▸ ASSIGNMENT
Whenever a line in the following entries includes "crate", tally it. Report nothing except the final count.

START MATERIAL PROVIDED

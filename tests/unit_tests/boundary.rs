use matrixcompare::assert_matrix_eq;
use nalgebra::{DMatrix, DVector};
use stiffness::assembly::boundary::{apply_boundary_correction, BoundaryCorrection, CorrectionVectors};
use stiffness::backend::{CsrBackend, DistributedMatrix, StashedVector};
use stiffness::comm::SerialGroup;
use stiffness::error::AssemblyError;
use stiffness::partition::Partition;
use stiffness::space::NodalFunctionSpace;

use crate::{assemble_serial, line_space, spring_term};

fn assembled_chain(space: &NodalFunctionSpace<f64>) -> CsrBackend<f64, SerialGroup> {
    assemble_serial(space.clone(), vec![spring_term()]).into_matrix()
}

fn zero_vector(n: usize) -> StashedVector<f64, SerialGroup> {
    StashedVector::zeros(SerialGroup, Partition::serial(n))
}

#[test]
fn zero_rows_clears_constrained_rows() {
    let space = line_space(2).with_constraint(0, 0, 2.0);
    let mut matrix = assembled_chain(&space);
    let constrained = apply_boundary_correction::<f64, _>(
        &mut matrix,
        &space,
        &space,
        &BoundaryCorrection::ZeroRows,
        CorrectionVectors::default(),
    )
    .unwrap();

    assert_eq!(constrained.constrained_rows(), 1);
    #[rustfmt::skip]
    let expected = DMatrix::from_row_slice(3, 3, &[
         0.0,  0.0,  0.0,
        -1.0,  2.0, -1.0,
         0.0, -1.0,  1.0,
    ]);
    assert_matrix_eq!(matrix.to_dense_rows(), expected, comp = float);
}

#[test]
fn value_substitution_gives_identity_row_and_prescribed_rhs() {
    let space = line_space(2).with_constraint(0, 0, 0.0);
    let mut matrix = assembled_chain(&space);
    let mut rhs = zero_vector(3);
    apply_boundary_correction::<f64, _>(
        &mut matrix,
        &space,
        &space,
        &BoundaryCorrection::ValueSubstitution,
        CorrectionVectors {
            rhs: Some(&mut rhs),
            transpose_rhs: None,
        },
    )
    .unwrap();

    #[rustfmt::skip]
    let expected = DMatrix::from_row_slice(3, 3, &[
         1.0,  0.0,  0.0,
        -1.0,  2.0, -1.0,
         0.0, -1.0,  1.0,
    ]);
    assert_matrix_eq!(matrix.to_dense_rows(), expected, comp = float);
    assert_eq!(rhs.local_values(), &DVector::from_column_slice(&[0.0, 0.0, 0.0]));
}

#[test]
fn value_substitution_overwrites_rhs_with_prescribed_value() {
    let space = line_space(2).with_constraint(2, 0, 2.5);
    let mut matrix = assembled_chain(&space);
    let mut rhs = zero_vector(3);
    rhs.local_values_mut().fill(7.0);
    apply_boundary_correction::<f64, _>(
        &mut matrix,
        &space,
        &space,
        &BoundaryCorrection::ValueSubstitution,
        CorrectionVectors {
            rhs: Some(&mut rhs),
            transpose_rhs: None,
        },
    )
    .unwrap();

    assert_eq!(matrix.get(2, 1), Some(0.0));
    assert_eq!(matrix.get(2, 2), Some(1.0));
    assert_eq!(rhs.local_values(), &DVector::from_column_slice(&[7.0, 7.0, 2.5]));
}

#[test]
fn diagonal_set_only_touches_the_diagonal() {
    let space = line_space(2).with_constraint(0, 0, 1.0).with_constraint(2, 0, 1.0);
    let mut matrix = assembled_chain(&space);
    let constrained = apply_boundary_correction::<f64, _>(
        &mut matrix,
        &space,
        &space,
        &BoundaryCorrection::DiagonalSet(5.0),
        CorrectionVectors::default(),
    )
    .unwrap();

    assert_eq!(constrained.constrained_rows(), 2);
    #[rustfmt::skip]
    let expected = DMatrix::from_row_slice(3, 3, &[
         5.0, -1.0,  0.0,
        -1.0,  2.0, -1.0,
         0.0, -1.0,  5.0,
    ]);
    assert_matrix_eq!(matrix.to_dense_rows(), expected, comp = float);
}

#[test]
fn transpose_correction_eliminates_symmetrically() {
    let space = line_space(2).with_constraint(0, 0, 2.0);
    let mut matrix = assembled_chain(&space);
    let mut rhs = zero_vector(3);
    let mut transpose_rhs = zero_vector(3);
    apply_boundary_correction::<f64, _>(
        &mut matrix,
        &space,
        &space,
        &BoundaryCorrection::TransposeCorrection,
        CorrectionVectors {
            rhs: Some(&mut rhs),
            transpose_rhs: Some(&mut transpose_rhs),
        },
    )
    .unwrap();

    #[rustfmt::skip]
    let expected = DMatrix::from_row_slice(3, 3, &[
        0.0,  0.0,  0.0,
        0.0,  2.0, -1.0,
        0.0, -1.0,  1.0,
    ]);
    assert_matrix_eq!(matrix.to_dense_rows(), expected, comp = float);
    // rhs[1] -= a_10 g_0 and trans_rhs[1] -= a_01 g_0
    assert_eq!(rhs.local_values(), &DVector::from_column_slice(&[0.0, 2.0, 0.0]));
    assert_eq!(transpose_rhs.local_values(), &DVector::from_column_slice(&[0.0, 2.0, 0.0]));
}

#[test]
fn transpose_correction_skips_couplings_between_constrained_dofs() {
    let space = line_space(2).with_constraint(0, 0, 1.0).with_constraint(1, 0, 3.0);
    let mut matrix = assembled_chain(&space);
    let mut rhs = zero_vector(3);
    let mut transpose_rhs = zero_vector(3);
    apply_boundary_correction::<f64, _>(
        &mut matrix,
        &space,
        &space,
        &BoundaryCorrection::TransposeCorrection,
        CorrectionVectors {
            rhs: Some(&mut rhs),
            transpose_rhs: Some(&mut transpose_rhs),
        },
    )
    .unwrap();

    // Only the free row 2 keeps its coupling to itself
    #[rustfmt::skip]
    let expected = DMatrix::from_row_slice(3, 3, &[
        0.0, 0.0, 0.0,
        0.0, 0.0, 0.0,
        0.0, 0.0, 1.0,
    ]);
    assert_matrix_eq!(matrix.to_dense_rows(), expected, comp = float);
    assert_eq!(rhs.local_values(), &DVector::from_column_slice(&[0.0, 0.0, 3.0]));
    assert_eq!(transpose_rhs.local_values(), &DVector::from_column_slice(&[0.0, 0.0, 3.0]));
}

#[test]
fn modes_requiring_vectors_report_missing_vectors() {
    let space = line_space(2).with_constraint(0, 0, 1.0);
    let mut matrix = assembled_chain(&space);

    let err = apply_boundary_correction::<f64, _>(
        &mut matrix,
        &space,
        &space,
        &BoundaryCorrection::ValueSubstitution,
        CorrectionVectors::default(),
    )
    .unwrap_err();
    assert_eq!(
        err.downcast_ref::<AssemblyError>(),
        Some(&AssemblyError::MissingVector {
            mode: "value-substitution",
            vector: "right-hand side",
        })
    );

    let mut rhs = zero_vector(3);
    let err = apply_boundary_correction::<f64, _>(
        &mut matrix,
        &space,
        &space,
        &BoundaryCorrection::TransposeCorrection,
        CorrectionVectors {
            rhs: Some(&mut rhs),
            transpose_rhs: None,
        },
    )
    .unwrap_err();
    assert_eq!(
        err.downcast_ref::<AssemblyError>(),
        Some(&AssemblyError::MissingVector {
            mode: "transpose-correction",
            vector: "transpose right-hand side",
        })
    );

    // Nothing was modified
    assert_eq!(matrix.get(0, 0), Some(1.0));
}

#[test]
fn recorded_contributions_can_be_written_into_fresh_vectors() {
    let space = line_space(2).with_constraint(0, 0, 2.0);
    let mut matrix = assembled_chain(&space);
    let mut rhs = zero_vector(3);
    let mut transpose_rhs = zero_vector(3);
    let contributions = apply_boundary_correction::<f64, _>(
        &mut matrix,
        &space,
        &space,
        &BoundaryCorrection::TransposeCorrection,
        CorrectionVectors {
            rhs: Some(&mut rhs),
            transpose_rhs: Some(&mut transpose_rhs),
        },
    )
    .unwrap();
    assert_eq!(contributions.rhs_corrections(), &[(1, 2.0)]);
    assert_eq!(contributions.transpose_rhs_corrections(), &[(1, 2.0)]);

    let mut fresh_rhs = zero_vector(3);
    let mut fresh_transpose_rhs = zero_vector(3);
    contributions
        .write_into(
            &BoundaryCorrection::TransposeCorrection,
            CorrectionVectors {
                rhs: Some(&mut fresh_rhs),
                transpose_rhs: Some(&mut fresh_transpose_rhs),
            },
        )
        .unwrap();
    assert_eq!(fresh_rhs.local_values(), rhs.local_values());
    assert_eq!(fresh_transpose_rhs.local_values(), transpose_rhs.local_values());
}

#[test]
fn diagonal_set_records_no_vector_contributions() {
    let space = line_space(2).with_constraint(0, 0, 4.0);
    let mut matrix = assembled_chain(&space);
    matrix.zero_entries();
    let contributions = apply_boundary_correction::<f64, _>(
        &mut matrix,
        &space,
        &space,
        &BoundaryCorrection::DiagonalSet(3.0),
        CorrectionVectors::default(),
    )
    .unwrap();
    assert_eq!(contributions.constrained_rows(), 1);
    assert!(contributions.rhs_values().is_empty());
    assert!(contributions.rhs_corrections().is_empty());
    assert_eq!(matrix.get(0, 0), Some(3.0));
}

#[test]
fn correction_modes_have_names() {
    assert_eq!(BoundaryCorrection::<f64>::ZeroRows.name(), "zero-rows");
    assert_eq!(BoundaryCorrection::DiagonalSet(1.0).name(), "diagonal-set");
}
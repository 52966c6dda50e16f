use crate::partition::Partition;
use crate::space::Topology;
use fenris_nested_vec::NestedVec;

/// Where elements are evaluated in a process group.
#[derive(Debug, Clone, PartialEq, Eq)]
enum ElementOwnership {
    Partitioned(Partition),
    Explicit(Vec<usize>),
}

/// Index-based element connectivity with precomputed node-to-element incidence.
///
/// Every member of a process group holds the full connectivity, so that incidence queries
/// for owned rows also see elements evaluated by other members.
#[derive(Debug, Clone, PartialEq, Eq)]
pub struct ElementMesh {
    num_nodes: usize,
    element_nodes: NestedVec<usize>,
    node_elements: NestedVec<usize>,
    ownership: ElementOwnership,
}

impl ElementMesh {
    /// Construct a mesh from element connectivity, with all elements owned by a single member.
    ///
    /// Panics if a connectivity refers to a node index `>= num_nodes`.
    pub fn from_connectivity(num_nodes: usize, connectivity: &[Vec<usize>]) -> Self {
        let mut element_nodes = NestedVec::new();
        for nodes in connectivity {
            element_nodes.push(nodes);
        }
        let node_elements = compute_node_elements(num_nodes, &element_nodes);
        Self {
            num_nodes,
            ownership: ElementOwnership::Partitioned(Partition::serial(element_nodes.len())),
            element_nodes,
            node_elements,
        }
    }

    /// Distributes element evaluation in contiguous blocks of element indices.
    pub fn with_element_partition(mut self, partition: Partition) -> Self {
        assert_eq!(
            partition.total(),
            self.element_nodes.len(),
            "Element partition must cover all elements"
        );
        self.ownership = ElementOwnership::Partitioned(partition);
        self
    }

    /// Assigns an explicit owner to every element.
    pub fn with_element_owners(mut self, owners: Vec<usize>) -> Self {
        assert_eq!(owners.len(), self.element_nodes.len(), "One owner per element is required");
        self.ownership = ElementOwnership::Explicit(owners);
        self
    }

    pub fn connectivity(&self) -> &NestedVec<usize> {
        &self.element_nodes
    }
}

fn compute_node_elements(num_nodes: usize, element_nodes: &NestedVec<usize>) -> NestedVec<usize> {
    let mut incidence = vec![Vec::new(); num_nodes];
    for (element_index, nodes) in element_nodes.iter().enumerate() {
        for &node in nodes {
            assert!(node < num_nodes, "Element {} refers to node {} out of bounds", element_index, node);
            let elements: &mut Vec<usize> = &mut incidence[node];
            // An element may list a node more than once
            if elements.last() != Some(&element_index) {
                elements.push(element_index);
            }
        }
    }
    NestedVec::from(incidence)
}

impl Topology for ElementMesh {
    fn num_elements(&self) -> usize {
        self.element_nodes.len()
    }

    fn num_nodes(&self) -> usize {
        self.num_nodes
    }

    fn element_node_count(&self, element_index: usize) -> usize {
        self.element_nodes
            .get(element_index)
            .expect("Element index out of bounds")
            .len()
    }

    fn populate_element_nodes(&self, output: &mut [usize], element_index: usize) {
        output.copy_from_slice(
            self.element_nodes
                .get(element_index)
                .expect("Element index out of bounds"),
        );
    }

    fn node_elements(&self, node_index: usize) -> &[usize] {
        self.node_elements
            .get(node_index)
            .expect("Node index out of bounds")
    }

    fn element_owner(&self, element_index: usize) -> usize {
        match &self.ownership {
            ElementOwnership::Partitioned(partition) => partition.owner(element_index),
            ElementOwnership::Explicit(owners) => owners[element_index],
        }
    }
}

END MATERIAL PROVIDED

▸ EXERCISE RESULT
3